Required action:
Scan the entries below and tally the lines that include "destination". Return nothing but the tally.

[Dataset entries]
// File system operations for storing MIDI artifacts
use serde::Serialize;
use sha2::{Digest, Sha256};
use std::fs;
use std::io::{self, Write};
use std::path::{Path, PathBuf};
use thiserror::Error;

#[derive(Debug, Error)]
pub enum StorageError {
    #[error("Failed to create directory {}: {source}", path.display())]
    CreateDir {
        path: PathBuf,
        #[source]
        source: io::Error,
    },

    #[error("Failed to write {}: {source}", path.display())]
    Write {
        path: PathBuf,
        #[source]
        source: io::Error,
    },

    #[error("Failed to read {}: {source}", path.display())]
    Read {
        path: PathBuf,
        #[source]
        source: io::Error,
    },
}

pub type StorageResult<T> = Result<T, StorageError>;

/// A file written to disk
#[derive(Debug, Clone, PartialEq, Eq, Serialize)]
pub struct StoredArtifact {
    pub path: PathBuf,

    /// SHA-256 of the contents, lowercase hex
    pub sha256: String,

    /// Size in bytes
    pub size: usize,
}

/// Write `data` to `path`, creating the parent directory first
///
/// The buffer goes to `<path>.tmp` and is renamed over `path` once fully
/// written, so a failed write leaves any existing file untouched. A read-only
/// destination is refused.
pub fn store_bytes(path: &Path, data: &[u8]) -> StorageResult<StoredArtifact> {
    if let Some(parent) = path.parent().filter(|p| !p.as_os_str().is_empty()) {
        fs::create_dir_all(parent).map_err(|source| StorageError::CreateDir {
            path: parent.to_path_buf(),
            source,
        })?;
    }

    let write_error = |source: io::Error| StorageError::Write {
        path: path.to_path_buf(),
        source,
    };

    if let Ok(metadata) = fs::metadata(path) {
        if metadata.permissions().readonly() {
            return Err(write_error(io::Error::new(
                io::ErrorKind::PermissionDenied,
                "destination is read-only",
            )));
        }
    }

    let tmp = temp_path(path);
    let mut file = fs::File::create(&tmp).map_err(write_error)?;

    let written = file.write_all(data).and_then(|_| file.sync_all());
    drop(file);
    let written = written.and_then(|_| fs::rename(&tmp, path));

    if let Err(source) = written {
        if let Err(e) = fs::remove_file(&tmp) {
            log::warn!("Failed to remove temp file {}: {}", tmp.display(), e);
        }
        return Err(write_error(source));
    }

    let artifact = StoredArtifact {
        path: path.to_path_buf(),
        sha256: calculate_sha256(data),
        size: data.len(),
    };
    log::info!("Stored {} ({} bytes)", artifact.path.display(), artifact.size);

    Ok(artifact)
}

fn temp_path(path: &Path) -> PathBuf {
    let mut name = path.as_os_str().to_owned();
    name.push(".tmp");
    PathBuf::from(name)
}

/// Path of the hex dump written next to a MIDI file: `<stem>_hex.txt`
pub fn companion_dump_path(midi_path: &Path) -> PathBuf {
    let stem = midi_path
        .file_stem()
        .map(|stem| stem.to_string_lossy().into_owned())
        .unwrap_or_else(|| "output".to_string());

    midi_path.with_file_name(format!("{}_hex.txt", stem))
}

/// Write a hex dump next to the MIDI file it describes
pub fn store_hex_dump(midi_path: &Path, dump: &str) -> StorageResult<StoredArtifact> {
    store_bytes(&companion_dump_path(midi_path), dump.as_bytes())
}

/// Read a text file (hex input, config)
pub fn read_text(path: &Path) -> StorageResult<String> {
    fs::read_to_string(path).map_err(|source| StorageError::Read {
        path: path.to_path_buf(),
        source,
    })
}

/// Calculate SHA256 hash of data
pub fn calculate_sha256(data: &[u8]) -> String {
    let mut hasher = Sha256::new();
    hasher.update(data);
    hex::encode(hasher.finalize())
}

#[cfg(test)]
mod tests {
    use super::*;
    use tempfile::TempDir;

    #[test]
    fn test_calculate_sha256() {
        let data = b"hello world";
        let hash = calculate_sha256(data);
        assert_eq!(
            hash,
            "b94d27b9934d3e08a52e52d7da7dabfac484efe37a5380ee9088f7ace2efcde9"
        );
    }

    #[test]
    fn test_store_bytes_creates_directories() {
        let dir = TempDir::new().unwrap();
        let path = dir.path().join("songs").join("nested").join("demo.mid");

        let artifact = store_bytes(&path, b"MThd").unwrap();
        assert_eq!(artifact.path, path);
        assert_eq!(artifact.size, 4);
        assert_eq!(artifact.sha256, calculate_sha256(b"MThd"));
        assert_eq!(fs::read(&path).unwrap(), b"MThd");
    }

    #[test]
    fn test_store_bytes_overwrites() {
        let dir = TempDir::new().unwrap();
        let path = dir.path().join("demo.mid");

        store_bytes(&path, b"first version").unwrap();
        store_bytes(&path, b"second").unwrap();
        assert_eq!(fs::read(&path).unwrap(), b"second");
    }

    #[test]
    fn test_store_bytes_reports_path() {
        let dir = TempDir::new().unwrap();
        // A regular file where a directory is needed
        let blocker = dir.path().join("blocker");
        fs::write(&blocker, b"").unwrap();
        let path = blocker.join("demo.mid");

        match store_bytes(&path, b"MThd") {
            Err(StorageError::CreateDir { path: failed, .. }) => assert_eq!(failed, blocker),
            other => panic!("Expected CreateDir error, got {:?}", other),
        }
        assert!(!path.exists());
    }

    #[test]
    fn test_store_bytes_keeps_existing_file_on_failure() {
        let dir = TempDir::new().unwrap();
        let path = dir.path().join("song.mid");
        fs::write(&path, b"previous take").unwrap();
        // A directory where the temp file would go
        fs::create_dir(dir.path().join("song.mid.tmp")).unwrap();

        match store_bytes(&path, b"MThd") {
            Err(StorageError::Write { path: failed, .. }) => assert_eq!(failed, path),
            other => panic!("Expected Write error, got {:?}", other),
        }
        assert_eq!(fs::read(&path).unwrap(), b"previous take");
    }

    #[test]
    fn test_store_bytes_refuses_read_only_file() {
        let dir = TempDir::new().unwrap();
        let path = dir.path().join("song.mid");
        fs::write(&path, b"previous take").unwrap();

        let mut permissions = fs::metadata(&path).unwrap().permissions();
        permissions.set_readonly(true);
        fs::set_permissions(&path, permissions.clone()).unwrap();

        let result = store_bytes(&path, b"MThd");
        assert!(matches!(result, Err(StorageError::Write { .. })));
        assert_eq!(fs::read(&path).unwrap(), b"previous take");
        assert!(!dir.path().join("song.mid.tmp").exists());

        #[allow(clippy::permissions_set_readonly_false)]
        permissions.set_readonly(false);
        fs::set_permissions(&path, permissions).unwrap();
    }

    #[test]
    fn test_companion_dump_path() {
        assert_eq!(
            companion_dump_path(Path::new("out/My Song.mid")),
            PathBuf::from("out/My Song_hex.txt")
        );
        assert_eq!(companion_dump_path(Path::new("demo")), PathBuf::from("demo_hex.txt"));
    }

    #[test]
    fn test_store_hex_dump() {
        let dir = TempDir::new().unwrap();
        let midi_path = dir.path().join("demo.mid");

        let artifact = store_hex_dump(&midi_path, "// Full MIDI Hex\nFF 2F 00\n").unwrap();
        assert_eq!(artifact.path, dir.path().join("demo_hex.txt"));
        assert_eq!(
            fs::read_to_string(&artifact.path).unwrap(),
            "// Full MIDI Hex\nFF 2F 00\n"
        );
    }

    #[test]
    fn test_read_text_missing_file() {
        let dir = TempDir::new().unwrap();
        let path = dir.path().join("missing.txt");

        match read_text(&path) {
            Err(StorageError::Read { path: failed, .. }) => assert_eq!(failed, path),
            other => panic!("Expected Read error, got {:?}", other),
        }
    }
}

Written response:
2